Government, Hyundai should continue support for job creation

Gwangju Global Motors (GGM), a provincial automaker launched as part of the Moon Jae-in administration's "win-win job creation project," has rolled out its first car, a mini-SUV branded as the Casper. The event was the fruit borne two years after local unions and management, and the private and public sectors, signed a "win-win agreement," seven years after they began to discuss the project.

GGM made the subcompact sports utility vehicle under consignment from its second-largest shareholder, Hyundai Motor. On Tuesday alone, the number of online preorders totaled 18,940, exceeding the estimated production volume of 12,000 for the remainder of the year. Consumers showed an enthusiastic response to the Casper for its reasonable price, starting at 13.85 million won ($11,850) plus various safety and convenience devices. This is good news that has crushed much of the skepticism about the viability of such a job creation model.

The "Gwangju-type job-creating model," named after the city some 330 km southwest of Seoul, has drawn interest as a program that can reinvigorate regional economies faced with an unemployment crisis. It also marked a new approach that promises appropriate wages, proper working hours and better relations between prime contractors and suppliers. The program has already generated employment effects by directly hiring 539 employees, half of them in their 20s. If the company makes 100,000 vehicles a year, it will directly employ 1,000 workers and indirectly hire 11,000 people.
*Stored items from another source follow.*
//! 资源表页面：搜索框 + 表格 + 分页栏
//!
//! 拉取失败时错误面板替换表格与分页栏，已加载的行不再显示。

use ratatui::{
    layout::{Constraint, Direction, Layout, Rect},
    style::{Modifier, Style},
    text::{Line, Span},
    widgets::{Block, Borders, Cell, Paragraph, Row, Table, TableState},
    Frame,
};

use mailguard_core::services::{ResourceTable, TablePhase};
use mailguard_core::types::{ResourceKind, ResourceRow};
use mailguard_core::utils::datetime::display_date;

use crate::i18n::t;
use crate::model::App;
use crate::view::components::pagination;
use crate::view::theme::{colors, Styles};
use crate::view::truncate;

/// 渲染当前视图的资源表
pub fn render(app: &App, frame: &mut Frame, area: Rect) {
    let table = app.active_table();

    let chunks = Layout::default()
        .direction(Direction::Vertical)
        .constraints([
            Constraint::Length(3),
            Constraint::Min(3),
            Constraint::Length(pagination::HEIGHT),
        ])
        .split(area);

    render_search(table, app.tables.editing_search, frame, chunks[0]);

    match table.phase() {
        TablePhase::Errored(message) => {
            let body = chunks[1].union(chunks[2]);
            render_error(message, frame, body);
        }
        _ => {
            render_rows(table, frame, chunks[1]);
            pagination::render(table, frame, chunks[2]);
        }
    }
}

fn render_search(table: &ResourceTable, editing: bool, frame: &mut Frame, area: Rect) {
    let c = colors();
    let block = Block::default()
        .borders(Borders::ALL)
        .border_style(Styles::border(editing));

    let term = table.search_term();
    let line = if term.is_empty() && !editing {
        Line::styled(
            t().table
                .search_placeholder
                .replace("{plural}", table.kind().plural()),
            Styles::muted(),
        )
    } else {
        let mut spans = vec![Span::styled("/ ", Styles::muted()), Span::raw(term.to_string())];
        if editing {
            spans.push(Span::styled("▎", Style::default().fg(c.highlight)));
        }
        Line::from(spans)
    };
    frame.render_widget(Paragraph::new(line).block(block), area);
}

fn render_error(message: &str, frame: &mut Frame, area: Rect) {
    let c = colors();
    let lines = vec![
        Line::raw(""),
        Line::styled(
            format!("  ✗ {message}"),
            Style::default().fg(c.error).add_modifier(Modifier::BOLD),
        ),
        Line::raw(""),
        Line::styled(format!("  {}", t().table.retry_hint), Styles::muted()),
    ];
    frame.render_widget(Paragraph::new(lines), area);
}

/// 每种资源的列：(标题, 宽度)
fn columns(kind: ResourceKind) -> Vec<(&'static str, Constraint)> {
    let texts = &t().table;
    match kind {
        ResourceKind::BlacklistedDomains => vec![
            (texts.col_domain, Constraint::Percentage(65)),
            (texts.col_created, Constraint::Percentage(35)),
        ],
        ResourceKind::BlacklistedEmails => vec![
            (texts.col_email, Constraint::Percentage(40)),
            (texts.col_reason, Constraint::Percentage(30)),
            (texts.col_created, Constraint::Percentage(30)),
        ],
        ResourceKind::ValidEmails => vec![
            (texts.col_email, Constraint::Percentage(45)),
            (texts.col_status, Constraint::Percentage(20)),
            (texts.col_validated, Constraint::Percentage(35)),
        ],
    }
}

fn cells(kind: ResourceKind, row: &ResourceRow, widths: &[u16]) -> Vec<String> {
    let date = display_date(&row.created_at);
    let detail = row.detail.as_deref().unwrap_or("-");
    let values = match kind {
        ResourceKind::BlacklistedDomains => vec![row.value.as_str(), date.as_str()],
        ResourceKind::BlacklistedEmails | ResourceKind::ValidEmails => {
            vec![row.value.as_str(), detail, date.as_str()]
        }
    };
    values
        .into_iter()
        .zip(widths)
        .map(|(value, width)| truncate(value, usize::from(*width)))
        .collect()
}

fn render_rows(table: &ResourceTable, frame: &mut Frame, area: Rect) {
    let texts = &t().table;
    let kind = table.kind();
    let columns = columns(kind);
    let constraints: Vec<Constraint> = columns.iter().map(|(_, w)| *w).collect();
    let widths: Vec<u16> = Layout::default()
        .direction(Direction::Horizontal)
        .constraints(constraints.clone())
        .split(area)
        .iter()
        .map(|rect| rect.width.saturating_sub(1))
        .collect();

    let header = Row::new(
        columns
            .iter()
            .map(|(title, _)| Cell::from(*title).style(Styles::title())),
    )
    .bottom_margin(1);

    // loading 与空表各显示一行占位文字
    let placeholder = match table.phase() {
        TablePhase::Idle | TablePhase::Loading => Some(texts.loading.to_string()),
        TablePhase::Loaded if table.items().is_empty() => {
            Some(texts.empty.replace("{plural}", kind.plural()))
        }
        _ => None,
    };

    let has_rows = placeholder.is_none();
    let rows: Vec<Row> = match placeholder {
        Some(text) => vec![Row::new([Cell::from(text).style(Styles::muted())])],
        None => table
            .items()
            .iter()
            .map(|row| Row::new(cells(kind, row, &widths)).style(Style::default().fg(colors().fg)))
            .collect(),
    };

    let widget = Table::new(rows, constraints)
        .header(header)
        .row_highlight_style(Styles::selected())
        .highlight_symbol("▶ ");

    let mut state = TableState::default();
    if has_rows {
        state.select(Some(table.selected()));
    }
    frame.render_stateful_widget(widget, area, &mut state);
}

#[cfg(test)]
mod tests {
    use super::*;
    use crate::model::Page;
    use crate::update::tests::admin_app;
    use crate::view::test_support::{draw, text};
    use chrono::Utc;
    use mailguard_core::services::View;
    use mailguard_core::types::{ListPage, PaginationMeta};
    use mailguard_core::CoreError;

    fn app_with_page(view: View, values: &[&str], total_items: u32, page: u32) -> App {
        let mut app = admin_app();
        app.dashboard.select_view(view);
        app.current_page = Page::Dashboard(view);
        let ticket = app.active_table_mut().change_page(page);
        let items = values
            .iter()
            .enumerate()
            .map(|(i, value)| ResourceRow {
                id: i.to_string(),
                value: (*value).to_string(),
                created_at: Utc::now(),
                detail: None,
            })
            .collect();
        app.active_table_mut().finish_fetch(
            &ticket,
            Ok(ListPage {
                items,
                pagination: PaginationMeta {
                    total_items,
                    total_pages: total_items.div_ceil(5),
                    current_page: page,
                    items_per_page: 5,
                },
            }),
        );
        app
    }

    #[test]
    fn empty_table_shows_no_rows_message() {
        let app = app_with_page(View::BlacklistedDomains, &[], 0, 1);
        let screen = text(&draw(&app, 100, 24));
        assert!(screen.contains("No domains found"), "{screen}");
    }

    #[test]
    fn footer_reports_visible_range() {
        let values = ["f.com", "g.com", "h.com", "i.com", "j.com"];
        let mut app = app_with_page(View::BlacklistedDomains, &values, 12, 1);
        let items = app.active_table().items().to_vec();
        let ticket = app.active_table_mut().change_page(2);
        app.active_table_mut().finish_fetch(
            &ticket,
            Ok(ListPage {
                items,
                pagination: PaginationMeta {
                    total_items: 12,
                    total_pages: 3,
                    current_page: 2,
                    items_per_page: 5,
                },
            }),
        );

        let screen = text(&draw(&app, 100, 24));
        assert!(screen.contains("Showing 6 to 10 of 12 results"), "{screen}");
        assert!(screen.contains("[2]"), "{screen}");
        assert!(screen.contains("f.com"), "{screen}");
    }

    #[test]
    fn error_panel_replaces_retained_rows() {
        let mut app = app_with_page(View::BlacklistedEmails, &["kept@example.com"], 1, 1);
        let ticket = app.active_table_mut().refresh();
        app.active_table_mut()
            .finish_fetch(&ticket, Err(CoreError::NetworkError("down".into())));
        assert_eq!(app.active_table().items().len(), 1);

        let screen = text(&draw(&app, 100, 24));
        assert!(screen.contains("Failed to fetch emails"), "{screen}");
        assert!(!screen.contains("kept@example.com"), "{screen}");
    }

    #[test]
    fn loading_shows_placeholder_row() {
        let mut app = app_with_page(View::ValidEmails, &["a@b.com"], 1, 1);
        app.active_table_mut().refresh();
        let screen = text(&draw(&app, 100, 24));
        assert!(screen.contains("Loading..."), "{screen}");
    }
}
GGM employees' average wage stands at 35 million won a year based on a 44-hour workweek, about 40 percent of the 88 million won received by an average manufacturing worker at Hyundai Motor. To compensate for the lower income, the municipal administration, aided by the central government, provides various support, including housing, public daycare, sports facilities, and commuter bus services ― as "social wages."

For this model to take root, unions and management should help each other as equal partners, and central and local governments and Hyundai Motor should spare no efforts in providing support. As the workers' wage level is lower than other automakers, it is essential to guarantee substantial "social wages." Beyond Gwangju, the win-win accords have been signed by seven other cities since 2019. We hope that GGM will move beyond the regional job-creation formula and create a "K-job model."